Britain's Prime Minister said he was "deeply sorry" and that the killings were "unjustified and unjustifiable" [BBC]. This certainly brought comfort to the families of those who died and the 17 who were injured. But for others it has stirred up a painful past. The following day Lord Tebbit who survived the IRA bombing of Brighton's Grand Hotel in 1984 which left 5 dead and 31 injured. Writing in the Daily Telegraph, Lord Tebbit said, "If the victims of Bloody Sunday deserved a public inquiry, so do those of the Brighton bomb". In a further scathing reaction to the idea, suggest by Cameron, that no more expensive inquiries would follow, Lord Tebbit added, "Some victims, the peace process seems to imply, have superior rights to others."
In many respects Lord Tebbit is right. History should not be forgotten or be whitewashed. Costly though it is, and with a risk of stirring up bad feelings, the truth must be sought and set down to set the record straight. But all too often it takes concerted efforts by families to force governments and authorities to acknowledge fault or wrong doing.

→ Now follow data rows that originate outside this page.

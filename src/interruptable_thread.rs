use log::info;
use simple_error::bail;
use std::io;
use std::sync::mpsc::SyncSender;
use std::sync::Arc;
use std::thread::Builder;
use std::thread::JoinHandle;

use crate::result::Result;
use crate::shutdown::Shutdown;

/// The worker loops are shallow; keep their stacks small.
pub const DEFAULT_THREAD_STACKSIZE: usize = 128 * 1024;

/// T: return value from the thread in the successful case
/// C: resources shared with the thread that are returned to the caller of join
pub struct InterruptableThread<T, C>
where
    T: Send + 'static,
    C: Send + 'static,
{
    handle: JoinHandle<(Result<T>, C)>,
    shutdown: Arc<Shutdown>,
}

impl<T, C> InterruptableThread<T, C>
where
    T: Send + 'static,
    C: Send + 'static,
{
    /// Spawn a named worker. The function receives the shared shutdown flag
    /// and should stop its work once the flag is set; when it fails, a unit
    /// is sent on `err_sender` so the orchestrator can stop the others.
    pub fn spawn<F>(
        name: &str,
        shutdown: Arc<Shutdown>,
        err_sender: SyncSender<()>,
        func: F,
        ctx: C,
    ) -> io::Result<Self>
    where
        F: FnOnce(&C, &Shutdown) -> Result<T>,
        F: Send + 'static,
    {
        let builder = Builder::new()
            .name(String::from(name))
            .stack_size(DEFAULT_THREAD_STACKSIZE);
        let thread_shutdown = Arc::clone(&shutdown);

        let handle = builder.spawn(move || {
            let res = func(&ctx, &thread_shutdown);
            if res.is_err() {
                err_sender
                    .send(())
                    .expect("could not send result back, parent died");
            }
            (res, ctx)
        })?;

        Ok(Self { handle, shutdown })
    }

    /// To be called before join() to stop the underlying thread
    pub fn shutdown(&self) {
        self.shutdown.signal();
    }

    /// Join the underlying thread
    pub fn join(self) -> Result<(Result<T>, C)> {
        assert!(
            self.shutdown.is_set(),
            "shutdown() needs to be called before join()"
        );
        let name = self.name();
        info!("join {} thread...", name);
        match self.handle.join() {
            Err(e) => bail!("could not join thread ({}): {:?}", name, e),
            Ok((v, ctx)) => Ok((v, ctx)),
        }
    }

    pub fn name(&self) -> String {
        if let Some(name) = self.handle.thread().name() {
            name.to_string()
        } else {
            format!("{:?}", &self.handle.thread().id())
        }
    }
}
use log::info;
use simple_error::try_with;
use std::fs::File;
use std::io::Write;
use std::path::{Path, PathBuf};
use std::sync::atomic::{AtomicU64, Ordering};
use std::sync::{Mutex, MutexGuard};

use crate::result::Result;
use crate::tier::Tier;

/// Deciles P10..P90, the default shape of the latency CDF.
pub const DEFAULT_QUANTILES: [f64; 9] = [0.1, 0.2, 0.3, 0.4, 0.5, 0.6, 0.7, 0.8, 0.9];

/// One P² marker set tracking a single quantile without storing samples
/// (Jain & Chlamtac). Five markers: min, two intermediates, the quantile
/// itself, max.
struct P2Quantile {
    q: f64,
    heights: [f64; 5],
    positions: [i64; 5],
    desired: [f64; 5],
    increments: [f64; 5],
    initial: Vec<f64>,
}

impl P2Quantile {
    fn new(q: f64) -> P2Quantile {
        P2Quantile {
            q,
            heights: [0.0; 5],
            positions: [1, 2, 3, 4, 5],
            desired: [
                1.0,
                1.0 + 2.0 * q,
                1.0 + 4.0 * q,
                3.0 + 2.0 * q,
                5.0,
            ],
            increments: [0.0, q / 2.0, q, (1.0 + q) / 2.0, 1.0],
            initial: Vec::with_capacity(5),
        }
    }

    fn observe(&mut self, x: f64) {
        if self.initial.len() < 5 {
            self.initial.push(x);
            if self.initial.len() == 5 {
                self.initial
                    .sort_by(|a, b| a.partial_cmp(b).unwrap_or(std::cmp::Ordering::Equal));
                for (h, v) in self.heights.iter_mut().zip(self.initial.iter()) {
                    *h = *v;
                }
            }
            return;
        }

        let k = if x < self.heights[0] {
            self.heights[0] = x;
            0
        } else if x >= self.heights[4] {
            self.heights[4] = x;
            3
        } else {
            let mut cell = 0;
            for i in 0..4 {
                if self.heights[i] <= x && x < self.heights[i + 1] {
                    cell = i;
                    break;
                }
            }
            cell
        };

        for pos in self.positions.iter_mut().skip(k + 1) {
            *pos += 1;
        }
        for (d, inc) in self.desired.iter_mut().zip(self.increments.iter()) {
            *d += inc;
        }

        for i in 1..4 {
            let d = self.desired[i] - self.positions[i] as f64;
            let room_right = self.positions[i + 1] - self.positions[i] > 1;
            let room_left = self.positions[i - 1] - self.positions[i] < -1;
            if (d >= 1.0 && room_right) || (d <= -1.0 && room_left) {
                let s: i64 = if d >= 1.0 { 1 } else { -1 };
                let h = self.parabolic(i, s);
                self.heights[i] = if self.heights[i - 1] < h && h < self.heights[i + 1] {
                    h
                } else {
                    self.linear(i, s)
                };
                self.positions[i] += s;
            }
        }
    }

    fn parabolic(&self, i: usize, s: i64) -> f64 {
        let n = &self.positions;
        let h = &self.heights;
        let s = s as f64;
        let d_prev = (n[i] - n[i - 1]) as f64;
        let d_next = (n[i + 1] - n[i]) as f64;
        h[i]
            + s / ((n[i + 1] - n[i - 1]) as f64)
                * ((d_prev + s) * (h[i + 1] - h[i]) / d_next
                    + (d_next - s) * (h[i] - h[i - 1]) / d_prev)
    }

    fn linear(&self, i: usize, s: i64) -> f64 {
        let j = (i as i64 + s) as usize;
        self.heights[i]
            + s as f64 * (self.heights[j] - self.heights[i])
                / ((self.positions[j] - self.positions[i]) as f64)
    }

    fn value(&self) -> f64 {
        if self.initial.len() < 5 {
            if self.initial.is_empty() {
                return 0.0;
            }
            let mut sorted = self.initial.clone();
            sorted.sort_by(|a, b| a.partial_cmp(b).unwrap_or(std::cmp::Ordering::Equal));
            let idx = (self.q * (sorted.len() - 1) as f64).round() as usize;
            return sorted[idx.min(sorted.len() - 1)];
        }
        self.heights[2]
    }
}

/// Streaming latency statistics: exact min/max/mean plus P² estimates for
/// the configured quantiles. Constant memory regardless of sample count.
pub struct LatencyEstimator {
    cells: Vec<P2Quantile>,
    min: u64,
    max: u64,
    sum: u128,
    count: u64,
}
use std::collections::VecDeque;
use std::sync::Mutex;
use std::time::Duration;

/// Spin hint for producers hitting a full buffer and for the consumer
/// draining an empty one.
pub const BACKOFF: Duration = Duration::from_nanos(100);

/// Bounded MPMC queue between workload producers and the server's manager
/// thread. Push and pop never block; callers spin with `BACKOFF`.
/// End-of-stream is signaled in-band, so there is no close operation.
pub struct RingBuffer<T> {
    queue: Mutex<VecDeque<T>>,
    capacity: usize,
}

impl<T> RingBuffer<T> {
    pub fn new(capacity: usize) -> RingBuffer<T> {
        RingBuffer {
            queue: Mutex::new(VecDeque::with_capacity(capacity)),
            capacity,
        }
    }

    fn locked(&self) -> std::sync::MutexGuard<VecDeque<T>> {
        match self.queue.lock() {
            Ok(guard) => guard,
            Err(poisoned) => poisoned.into_inner(),
        }
    }

    /// Non-blocking push. Hands the item back when the buffer is full.
    pub fn push(&self, item: T) -> std::result::Result<(), T> {
        let mut queue = self.locked();
        if queue.len() >= self.capacity {
            return Err(item);
        }
        queue.push_back(item);
        Ok(())
    }

    /// Non-blocking pop. FIFO per producer; no cross-producer ordering.
    pub fn pop(&self) -> Option<T> {
        self.locked().pop_front()
    }

    pub fn len(&self) -> usize {
        self.locked().len()
    }

    pub fn is_empty(&self) -> bool {
        self.locked().is_empty()
    }
}

#[cfg(test)]
mod tests {
    use super::*;
    use std::sync::Arc;
    use std::thread;

    #[test]
    fn bounded_and_fifo() {
        let buf = RingBuffer::new(2);
        assert!(buf.push(1).is_ok());
        assert!(buf.push(2).is_ok());
        assert_eq!(buf.push(3), Err(3));
        assert_eq!(buf.pop(), Some(1));
        assert_eq!(buf.pop(), Some(2));
        assert_eq!(buf.pop(), None);
    }

    #[test]
    fn fifo_per_producer() {
        // one producer, tiny capacity: order must survive backpressure
        let buf = Arc::new(RingBuffer::new(1));
        let producer = {
            let buf = Arc::clone(&buf);
            thread::spawn(move || {
                for i in 0..100u32 {
                    let mut item = i;
                    loop {
                        match buf.push(item) {
                            Ok(()) => break,
                            Err(back) => {
                                item = back;
                                thread::sleep(BACKOFF);
                            }
                        }
                    }
                }
            })
        };
        let mut seen = Vec::new();
        while seen.len() < 100 {
            if let Some(v) = buf.pop() {
                seen.push(v);
            } else {
                thread::sleep(BACKOFF);
            }
        }
        producer.join().expect("producer panicked");
        let expected: Vec<u32> = (0..100).collect();
        assert_eq!(seen, expected);
    }

    #[test]
    fn no_request_lost_under_backpressure() {
        // four producers against a single-slot buffer
        let buf: Arc<RingBuffer<(usize, u32)>> = Arc::new(RingBuffer::new(1));
        let mut producers = Vec::new();
        for id in 0..4 {
            let buf = Arc::clone(&buf);
            producers.push(thread::spawn(move || {
                for i in 0..50u32 {
                    let mut item = (id, i);
                    loop {
                        match buf.push(item) {
                            Ok(()) => break,
                            Err(back) => {
                                item = back;
                                thread::sleep(BACKOFF);
                            }
                        }
                    }
                }
            }));
        }
        let mut per_producer = vec![Vec::new(); 4];
        let mut received = 0;
        while received < 200 {
            if let Some((id, v)) = buf.pop() {
                per_producer[id].push(v);
                received += 1;
            } else {
                thread::sleep(BACKOFF);
            }
        }
        for p in producers {
            p.join().expect("producer panicked");
        }
        // nothing lost and per-producer order preserved
        for seq in &per_producer {
            assert_eq!(*seq, (0..50).collect::<Vec<u32>>());
        }
    }
}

In 1985, ITN journalist Kim Sabido stood in a beanfield in Wiltshire and said that there must be a public inquiry into the events he and his crew witnessed, the beating and arrest of travellers who had attempted to make their way to Stonehenge to set up a free festival. "What I have seen in the last thirty minutes here in this field has been some of the most brutal police treatment of people that I've witnessed in my entire career as a journalist. The number of people who have been hit by policemen, who have been clubbed whilst holding babies in their arms in coaches around this field, is yet to be counted. There must surely be an enquiry after what has happened today." There has been no such enquiry to date, and while twenty-one of the travellers were successful in their case against Wiltshire Police for wrongful arrest, assault and criminal damage and awarded £24,000 in damages, the judge refused to award them their legal costs, thereby significantly reducing the amount received.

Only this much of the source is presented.